How I wish more adults were to good!

Love and Hugs
Wanda
Monogram Queen said…
I'm reading late today. Funny you should mention this, because Madison got in trouble at pre-school today and I spanked her and made her apologize to her teacher. I definitely believe in the golden rule and all of the other "old-fashioned" things that are so out of style these days, it seems.
Us old (honest)fogeys will have the last laugh on them - wait and see, Greg!
Marla said…
My kids are grown now. I my daughter suffered terribly from a group that hert her. She suffers from that mental torment today. She is 29 years old. She forgave them, It took me along time to forgive those girls for ruining all of her young years.
ChrisJ said…
I so identify with you on this post, Greg. The laws are there for all. Right is right and wrong is wrong. Like you that is not what I experienced while I was teaching school. Mean words leave huge scars. We ARE responsible for what we say. The Lord says we will be accountable for every word that comes out of our mouth! OUCH!!
Peggy said…
Greg;

Another great post. My children are also grown. We did teach our children the golden rule and we taught them to take resposibilty for their actions. I find that really missing in everyday life. Seems blaming the other person is easier then taking any personel responsibility. I really like the line about fools too. I'll have to remember that!
Scarlet said…
I teach my kids by example. Some adults might think I'm crazy, especially since I don't come across as a stickler, but my kids are helping me become more accountable. :)

Great post, Greg! I'm with you 100 percent.
Kati said…
I had a teacher in HS who believed (and acted it) and "taught" the "first" golden rule: He who has the gold, makes the rules. He attempted to teach us that THIS was the true way of the world, and if we wanted to be worth anything in life, we'd better be rich and famous because otherwise we'd be worthless. Fortunately, he was our teacher during Jr. and Sr. year and I'm guessing most of us already had our morals ingrained into us by the time he got us. We hated him anyway. He was a jerk.

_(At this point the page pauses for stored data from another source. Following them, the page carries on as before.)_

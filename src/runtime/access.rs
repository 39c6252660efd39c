//! Access control for actions
//!
//! Every action carries a [`CapabilityRule`]: either a static set of
//! permissions that must all be held, or a predicate trusted verbatim. The
//! [`AccessGate`] evaluates a rule for a caller and an [`Operation`]; viewing
//! an action collapses onto executing it.

use serde::{Deserialize, Serialize};
use std::collections::BTreeSet;
use std::fmt;
use std::str::FromStr;
use std::sync::Arc;

use super::action::Action;
use super::cache::CacheabilityMetadata;
use super::error::RpcError;

/// Cache context added by permission checks.
pub const PERMISSIONS_CONTEXT: &str = "user.permissions";

/// Identity of the party submitting requests.
pub trait Caller: Send + Sync {
    /// Display name, used in logs.
    fn name(&self) -> &str;

    /// Whether the caller holds `permission`.
    fn has_permission(&self, permission: &str) -> bool;
}

/// Caller described by a name and a flat permission set.
#[derive(Debug, Clone, PartialEq, Eq, Serialize, Deserialize)]
pub struct CallerIdentity {
    /// Display name
    pub name: String,
    /// Granted permissions
    #[serde(default)]
    pub permissions: BTreeSet<String>,
}

impl CallerIdentity {
    /// Caller with no permissions.
    pub fn anonymous() -> Self {
        Self::new("anonymous")
    }

    /// Named caller with no permissions.
    pub fn new(name: impl Into<String>) -> Self {
        Self {
            name: name.into(),
            permissions: BTreeSet::new(),
        }
    }

    /// Grant a permission.
    pub fn with_permission(mut self, permission: impl Into<String>) -> Self {
        self.permissions.insert(permission.into());
        self
    }
}

impl Default for CallerIdentity {
    fn default() -> Self {
        Self::anonymous()
    }
}

impl Caller for CallerIdentity {
    fn name(&self) -> &str {
        &self.name
    }

    fn has_permission(&self, permission: &str) -> bool {
        self.permissions.contains(permission)
    }
}

/// Operation being authorized.
#[derive(Debug, Clone, PartialEq, Eq, Hash)]
pub enum Operation {
    /// Invoke the action.
    Execute,
    /// Read the action's metadata.
    View,
    /// Anything else; never allowed by static rules.
    Other(String),
}

impl Operation {
    /// Stable label.
    pub fn as_str(&self) -> &str {
        match self {
            Operation::Execute => "execute",
            Operation::View => "view",
            Operation::Other(name) => name,
        }
    }
}

impl fmt::Display for Operation {
    fn fmt(&self, f: &mut fmt::Formatter<'_>) -> fmt::Result {
        f.write_str(self.as_str())
    }
}

impl FromStr for Operation {
    type Err = std::convert::Infallible;

    fn from_str(s: &str) -> Result<Self, Self::Err> {
        Ok(match s {
            "execute" => Operation::Execute,
            "view" => Operation::View,
            other => Operation::Other(other.to_string()),
        })
    }
}

/// Tri-state outcome of an access check.
#[derive(Debug, Clone, Copy, PartialEq, Eq, Serialize, Deserialize)]
#[serde(rename_all = "snake_case")]
pub enum Verdict {
    /// Explicitly allowed.
    Allowed,
    /// No opinion; treated as not allowed.
    Neutral,
    /// Explicitly forbidden.
    Forbidden,
}

/// Result of evaluating a capability rule.
#[derive(Debug, Clone, PartialEq)]
pub struct AccessDecision {
    /// Outcome
    pub verdict: Verdict,
    /// Optional human-readable reason
    pub reason: Option<String>,
    /// How the decision may be cached
    pub cacheability: CacheabilityMetadata,
}

impl AccessDecision {
    /// Allowed, with no cache dependencies.
    pub fn allowed() -> Self {
        Self {
            verdict: Verdict::Allowed,
            reason: None,
            cacheability: CacheabilityMetadata::default(),
        }
    }

    /// Neither allowed nor forbidden.
    pub fn neutral(reason: Option<String>) -> Self {
        Self {
            verdict: Verdict::Neutral,
            reason,
            cacheability: CacheabilityMetadata::default(),
        }
    }

    /// Forbidden.
    pub fn forbidden(reason: Option<String>) -> Self {
        Self {
            verdict: Verdict::Forbidden,
            reason,
            cacheability: CacheabilityMetadata::default(),
        }
    }

    /// Allowed iff the caller holds `permission`; varies by permissions.
    pub fn allowed_if_has_permission(caller: &dyn Caller, permission: &str) -> Self {
        let decision = if caller.has_permission(permission) {
            Self::allowed()
        } else {
            Self::neutral(Some(format!("The '{permission}' permission is required.")))
        };
        decision.add_cache_context(PERMISSIONS_CONTEXT)
    }

    /// Builder-style cache context.
    pub fn add_cache_context(mut self, context: impl Into<String>) -> Self {
        self.cacheability.contexts.insert(context.into());
        self
    }

    /// Whether the operation may proceed.
    pub fn is_allowed(&self) -> bool {
        self.verdict == Verdict::Allowed
    }

    /// Conjunction: forbidden dominates, then neutral; allowed needs both.
    pub fn and_if(self, other: AccessDecision) -> AccessDecision {
        let cacheability = self.cacheability.clone().merged(&other.cacheability);
        let (verdict, reason) = match (self.verdict, other.verdict) {
            (Verdict::Forbidden, _) => (Verdict::Forbidden, self.reason),
            (_, Verdict::Forbidden) => (Verdict::Forbidden, other.reason),
            (Verdict::Neutral, _) => (Verdict::Neutral, self.reason),
            (_, Verdict::Neutral) => (Verdict::Neutral, other.reason),
            (Verdict::Allowed, Verdict::Allowed) => (Verdict::Allowed, None),
        };
        AccessDecision {
            verdict,
            reason,
            cacheability,
        }
    }

    /// Error reported when dispatch is denied.
    pub fn denial_error(&self) -> RpcError {
        let message = match self.reason.as_deref() {
            Some(reason) if !reason.is_empty() => format!("Access Denied: {reason}"),
            _ => "Access Denied".to_string(),
        };
        RpcError::invalid_request(message)
    }
}

/// Predicate capability: `(operation, caller) -> decision`.
pub type CapabilityPredicate =
    Arc<dyn Fn(&Operation, &dyn Caller) -> AccessDecision + Send + Sync>;

/// Authorization policy attached to an action.
#[derive(Clone)]
pub enum CapabilityRule {
    /// Every permission must be held; an empty set always allows.
    Permissions(BTreeSet<String>),
    /// Custom decision function.
    Predicate(CapabilityPredicate),
}

impl CapabilityRule {
    /// Rule requiring no permissions.
    pub fn public() -> Self {
        CapabilityRule::Permissions(BTreeSet::new())
    }

    /// Rule requiring all of `permissions`.
    pub fn permissions<I, S>(permissions: I) -> Self
    where
        I: IntoIterator<Item = S>,
        S: Into<String>,
    {
        CapabilityRule::Permissions(permissions.into_iter().map(Into::into).collect())
    }

    /// Rule delegating to a predicate.
    pub fn predicate<F>(predicate: F) -> Self
    where
        F: Fn(&Operation, &dyn Caller) -> AccessDecision + Send + Sync + 'static,
    {
        CapabilityRule::Predicate(Arc::new(predicate))
    }

    /// Evaluate for a concrete operation.
    fn evaluate(&self, operation: &Operation, caller: &dyn Caller) -> AccessDecision {
        match self {
            CapabilityRule::Predicate(predicate) => predicate(operation, caller),
            CapabilityRule::Permissions(permissions) => permissions
                .iter()
                .fold(AccessDecision::allowed(), |decision, permission| {
                    decision.and_if(AccessDecision::allowed_if_has_permission(
                        caller, permission,
                    ))
                }),
        }
    }
}

impl fmt::Debug for CapabilityRule {
    fn fmt(&self, f: &mut fmt::Formatter<'_>) -> fmt::Result {
        match self {
            CapabilityRule::Permissions(permissions) => {
                f.debug_tuple("Permissions").field(permissions).finish()
            }
            CapabilityRule::Predicate(_) => f.write_str("Predicate(..)"),
        }
    }
}

impl Default for CapabilityRule {
    fn default() -> Self {
        Self::public()
    }
}

/// Evaluates capability rules.
#[derive(Debug, Clone, Copy, Default)]
pub struct AccessGate;

impl AccessGate {
    /// Check whether `caller` may perform `operation` on `action`.
    pub fn check(action: &Action, caller: &dyn Caller, operation: &Operation) -> AccessDecision {
        match operation {
            Operation::Execute => action.capability().evaluate(operation, caller),
            Operation::View => Self::check(action, caller, &Operation::Execute),
            Operation::Other(_) => match action.capability() {
                CapabilityRule::Predicate(predicate) => predicate(operation, caller),
                CapabilityRule::Permissions(_) => AccessDecision::neutral(None),
            },
        }
    }
}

This is where folks need to be on the same page when they're teaching kids manners and morals, if Mom and Dad aren't in agreement, one of them is going to feel hurt when the kiddo follows the other's ethics.

You're right, as usual, Greg. It doesn't matter if you don't get caught, it's still a crime. And we should be living crime-free not because we're worried we'll get caught, but because we know it's the right thing to do. But far too many of us were taught that the real issues is whether we get caught at it, not whether it's actually right or wrong. (Personally, though..... I"d say that some of these issues are more a matter of mores than true right or wrong. Would I rather see somebody fishing illegally than starve? You bet! Come a depression, I fully expect that even the most moral of us will be willing to break laws in order to feed our family. Not to say that it won't hurt or be wrong morally to steal from another in order to feed your child, but it's also highly immoral for a child to die because the grocery store owner -big business owner in a LOT of cases these days- is worried about losing out on that $3 from that loaf of bread.)

Thanks for the thought provoking post, Greg. It never hurts to have the reminder to teach one's children right from wrong on a DAILY basis.